WHAT IS REQUIRED:
Search the data for the word "normcache" and copy every line that contains it.
══ RAW DATA
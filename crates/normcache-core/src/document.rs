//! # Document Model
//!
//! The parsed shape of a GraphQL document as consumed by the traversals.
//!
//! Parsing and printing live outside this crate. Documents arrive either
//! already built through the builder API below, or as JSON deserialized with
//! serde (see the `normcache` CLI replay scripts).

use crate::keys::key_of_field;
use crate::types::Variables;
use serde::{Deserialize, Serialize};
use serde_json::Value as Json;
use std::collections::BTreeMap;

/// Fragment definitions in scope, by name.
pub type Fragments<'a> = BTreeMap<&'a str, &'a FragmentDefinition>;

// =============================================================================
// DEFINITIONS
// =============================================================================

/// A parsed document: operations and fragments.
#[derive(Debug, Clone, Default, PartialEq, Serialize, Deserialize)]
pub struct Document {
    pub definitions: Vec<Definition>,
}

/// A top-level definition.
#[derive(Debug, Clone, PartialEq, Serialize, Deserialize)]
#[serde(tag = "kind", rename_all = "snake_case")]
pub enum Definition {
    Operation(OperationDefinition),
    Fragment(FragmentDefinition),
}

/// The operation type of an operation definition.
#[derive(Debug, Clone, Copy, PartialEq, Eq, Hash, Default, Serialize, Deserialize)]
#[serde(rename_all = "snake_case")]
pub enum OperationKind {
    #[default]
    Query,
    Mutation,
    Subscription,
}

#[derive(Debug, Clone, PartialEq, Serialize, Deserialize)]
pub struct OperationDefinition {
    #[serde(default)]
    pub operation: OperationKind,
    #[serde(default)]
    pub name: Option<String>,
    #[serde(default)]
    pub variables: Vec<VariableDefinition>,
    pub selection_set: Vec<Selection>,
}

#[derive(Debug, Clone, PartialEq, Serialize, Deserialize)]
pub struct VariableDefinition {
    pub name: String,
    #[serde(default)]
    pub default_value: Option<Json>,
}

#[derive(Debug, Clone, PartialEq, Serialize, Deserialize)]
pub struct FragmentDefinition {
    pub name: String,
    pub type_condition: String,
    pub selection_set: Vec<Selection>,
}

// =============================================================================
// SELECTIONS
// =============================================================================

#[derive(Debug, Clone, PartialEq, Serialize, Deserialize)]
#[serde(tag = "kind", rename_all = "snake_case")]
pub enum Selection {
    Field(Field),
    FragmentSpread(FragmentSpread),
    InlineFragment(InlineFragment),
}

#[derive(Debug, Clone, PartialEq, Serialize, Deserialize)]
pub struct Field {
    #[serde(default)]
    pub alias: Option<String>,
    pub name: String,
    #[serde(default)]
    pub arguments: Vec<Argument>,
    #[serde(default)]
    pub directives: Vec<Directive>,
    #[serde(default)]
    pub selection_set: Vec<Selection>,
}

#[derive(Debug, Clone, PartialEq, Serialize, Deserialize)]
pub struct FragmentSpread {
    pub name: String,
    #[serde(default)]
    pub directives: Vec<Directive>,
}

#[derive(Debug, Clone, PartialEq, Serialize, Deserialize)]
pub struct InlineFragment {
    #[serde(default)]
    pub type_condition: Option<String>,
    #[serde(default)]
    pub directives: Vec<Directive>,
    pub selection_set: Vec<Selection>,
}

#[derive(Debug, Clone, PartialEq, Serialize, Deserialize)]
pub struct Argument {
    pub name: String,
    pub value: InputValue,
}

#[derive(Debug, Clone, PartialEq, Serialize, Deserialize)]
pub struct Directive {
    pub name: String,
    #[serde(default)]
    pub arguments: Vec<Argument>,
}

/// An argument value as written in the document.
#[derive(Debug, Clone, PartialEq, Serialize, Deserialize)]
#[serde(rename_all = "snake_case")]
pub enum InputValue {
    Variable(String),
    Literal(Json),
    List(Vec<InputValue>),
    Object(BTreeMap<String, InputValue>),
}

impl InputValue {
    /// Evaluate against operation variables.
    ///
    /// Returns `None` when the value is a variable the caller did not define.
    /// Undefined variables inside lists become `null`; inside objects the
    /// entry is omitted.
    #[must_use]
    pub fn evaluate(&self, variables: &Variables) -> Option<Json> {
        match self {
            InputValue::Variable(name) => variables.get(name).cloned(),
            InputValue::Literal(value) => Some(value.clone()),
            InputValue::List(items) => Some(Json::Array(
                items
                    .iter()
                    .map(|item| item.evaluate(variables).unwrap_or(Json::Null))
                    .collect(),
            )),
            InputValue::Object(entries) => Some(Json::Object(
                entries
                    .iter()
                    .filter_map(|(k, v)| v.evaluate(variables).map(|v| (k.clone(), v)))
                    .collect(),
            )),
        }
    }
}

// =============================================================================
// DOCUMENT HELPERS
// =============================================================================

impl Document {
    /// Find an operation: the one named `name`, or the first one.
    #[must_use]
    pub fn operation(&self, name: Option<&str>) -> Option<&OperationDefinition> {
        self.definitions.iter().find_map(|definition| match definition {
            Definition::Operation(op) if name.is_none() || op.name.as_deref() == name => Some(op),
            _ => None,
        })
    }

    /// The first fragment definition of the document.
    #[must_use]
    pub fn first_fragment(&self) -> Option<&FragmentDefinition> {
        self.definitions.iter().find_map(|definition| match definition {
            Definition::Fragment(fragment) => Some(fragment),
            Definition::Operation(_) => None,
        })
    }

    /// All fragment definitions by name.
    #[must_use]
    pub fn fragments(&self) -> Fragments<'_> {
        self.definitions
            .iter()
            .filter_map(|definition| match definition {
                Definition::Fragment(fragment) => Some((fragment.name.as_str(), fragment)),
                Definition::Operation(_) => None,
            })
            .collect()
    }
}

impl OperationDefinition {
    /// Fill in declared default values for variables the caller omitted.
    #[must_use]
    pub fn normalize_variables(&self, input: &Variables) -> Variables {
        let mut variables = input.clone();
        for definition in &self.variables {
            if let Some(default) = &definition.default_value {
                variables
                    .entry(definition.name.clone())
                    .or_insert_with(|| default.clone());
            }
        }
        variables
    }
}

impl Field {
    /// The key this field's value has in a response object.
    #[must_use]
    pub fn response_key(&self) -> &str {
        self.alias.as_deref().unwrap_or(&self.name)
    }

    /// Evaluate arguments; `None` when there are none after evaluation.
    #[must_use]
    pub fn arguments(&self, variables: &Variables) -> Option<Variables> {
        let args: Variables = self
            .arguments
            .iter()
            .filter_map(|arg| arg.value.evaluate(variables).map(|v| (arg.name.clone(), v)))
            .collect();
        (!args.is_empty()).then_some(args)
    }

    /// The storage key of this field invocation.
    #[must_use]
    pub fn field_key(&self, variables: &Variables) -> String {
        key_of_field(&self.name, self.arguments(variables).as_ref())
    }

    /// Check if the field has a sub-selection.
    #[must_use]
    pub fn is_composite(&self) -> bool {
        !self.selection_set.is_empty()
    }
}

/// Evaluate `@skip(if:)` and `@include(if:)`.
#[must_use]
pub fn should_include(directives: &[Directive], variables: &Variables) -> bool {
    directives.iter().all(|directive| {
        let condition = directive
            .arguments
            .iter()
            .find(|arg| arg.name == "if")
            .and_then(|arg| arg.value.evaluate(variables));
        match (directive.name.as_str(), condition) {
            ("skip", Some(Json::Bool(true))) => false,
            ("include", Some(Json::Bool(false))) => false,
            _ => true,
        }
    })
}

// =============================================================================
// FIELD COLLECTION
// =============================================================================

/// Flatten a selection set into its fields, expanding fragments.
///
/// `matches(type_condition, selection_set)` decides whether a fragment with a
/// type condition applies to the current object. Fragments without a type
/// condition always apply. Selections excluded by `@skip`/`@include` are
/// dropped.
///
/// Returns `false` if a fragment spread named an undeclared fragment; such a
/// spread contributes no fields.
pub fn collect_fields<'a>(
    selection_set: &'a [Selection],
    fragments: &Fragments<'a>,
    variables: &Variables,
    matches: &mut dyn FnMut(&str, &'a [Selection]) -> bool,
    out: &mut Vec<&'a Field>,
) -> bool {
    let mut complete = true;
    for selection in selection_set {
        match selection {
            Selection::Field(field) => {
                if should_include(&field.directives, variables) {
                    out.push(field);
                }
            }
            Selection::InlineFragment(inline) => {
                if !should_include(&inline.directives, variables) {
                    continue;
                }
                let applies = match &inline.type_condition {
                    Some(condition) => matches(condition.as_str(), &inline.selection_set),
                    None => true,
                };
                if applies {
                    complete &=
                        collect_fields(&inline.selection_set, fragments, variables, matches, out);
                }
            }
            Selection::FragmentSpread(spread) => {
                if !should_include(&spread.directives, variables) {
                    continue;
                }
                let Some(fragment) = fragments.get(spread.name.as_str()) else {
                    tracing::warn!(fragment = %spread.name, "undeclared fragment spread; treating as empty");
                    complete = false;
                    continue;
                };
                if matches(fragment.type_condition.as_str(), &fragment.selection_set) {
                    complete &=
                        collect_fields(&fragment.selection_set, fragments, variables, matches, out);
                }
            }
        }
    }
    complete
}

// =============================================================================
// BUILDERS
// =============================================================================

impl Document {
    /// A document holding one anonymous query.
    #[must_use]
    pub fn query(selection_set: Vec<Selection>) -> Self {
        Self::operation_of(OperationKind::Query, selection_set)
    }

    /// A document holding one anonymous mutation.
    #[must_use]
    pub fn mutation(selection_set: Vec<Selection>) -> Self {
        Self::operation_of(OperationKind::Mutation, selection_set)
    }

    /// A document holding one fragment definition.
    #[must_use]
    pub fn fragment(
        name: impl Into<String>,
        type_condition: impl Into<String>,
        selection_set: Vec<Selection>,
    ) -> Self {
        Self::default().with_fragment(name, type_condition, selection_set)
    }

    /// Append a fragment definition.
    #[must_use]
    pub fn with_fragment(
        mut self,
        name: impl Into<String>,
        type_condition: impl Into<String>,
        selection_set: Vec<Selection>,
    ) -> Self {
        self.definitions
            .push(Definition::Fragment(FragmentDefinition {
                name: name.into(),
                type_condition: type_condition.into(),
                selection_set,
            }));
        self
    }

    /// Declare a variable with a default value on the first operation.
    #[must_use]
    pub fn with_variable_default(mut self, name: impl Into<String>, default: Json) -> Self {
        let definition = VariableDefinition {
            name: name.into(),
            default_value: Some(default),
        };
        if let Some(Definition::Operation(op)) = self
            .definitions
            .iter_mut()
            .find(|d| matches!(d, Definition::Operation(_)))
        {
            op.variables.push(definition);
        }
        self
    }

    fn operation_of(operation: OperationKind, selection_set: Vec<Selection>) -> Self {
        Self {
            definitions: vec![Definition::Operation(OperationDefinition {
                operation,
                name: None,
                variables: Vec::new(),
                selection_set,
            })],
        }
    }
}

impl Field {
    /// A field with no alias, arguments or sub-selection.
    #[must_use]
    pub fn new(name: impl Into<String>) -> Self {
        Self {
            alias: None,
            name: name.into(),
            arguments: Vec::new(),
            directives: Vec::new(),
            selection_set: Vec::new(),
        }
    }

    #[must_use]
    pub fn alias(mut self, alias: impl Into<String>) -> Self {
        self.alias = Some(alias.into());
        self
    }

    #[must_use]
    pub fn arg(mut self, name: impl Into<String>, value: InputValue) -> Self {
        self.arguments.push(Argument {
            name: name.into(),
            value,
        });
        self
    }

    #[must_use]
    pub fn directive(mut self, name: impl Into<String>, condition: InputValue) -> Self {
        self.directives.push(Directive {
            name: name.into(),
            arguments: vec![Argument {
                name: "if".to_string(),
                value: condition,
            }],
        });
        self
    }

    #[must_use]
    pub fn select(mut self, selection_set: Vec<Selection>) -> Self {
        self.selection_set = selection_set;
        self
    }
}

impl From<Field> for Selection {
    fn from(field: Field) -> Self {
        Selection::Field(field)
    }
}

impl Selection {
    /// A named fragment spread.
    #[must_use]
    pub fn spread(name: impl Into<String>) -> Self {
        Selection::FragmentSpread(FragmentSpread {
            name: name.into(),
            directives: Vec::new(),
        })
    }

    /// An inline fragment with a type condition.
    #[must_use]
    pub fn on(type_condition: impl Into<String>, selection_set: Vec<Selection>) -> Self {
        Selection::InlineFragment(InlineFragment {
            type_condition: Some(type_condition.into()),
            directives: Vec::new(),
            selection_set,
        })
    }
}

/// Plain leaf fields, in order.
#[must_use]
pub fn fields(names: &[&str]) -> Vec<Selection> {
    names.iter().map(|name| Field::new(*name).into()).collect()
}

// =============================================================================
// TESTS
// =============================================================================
════
RESPONSE TO THIS TASK:
filename crates/normcache-core/src/document.rs
//! serde (see the `normcache` CLI replay scripts).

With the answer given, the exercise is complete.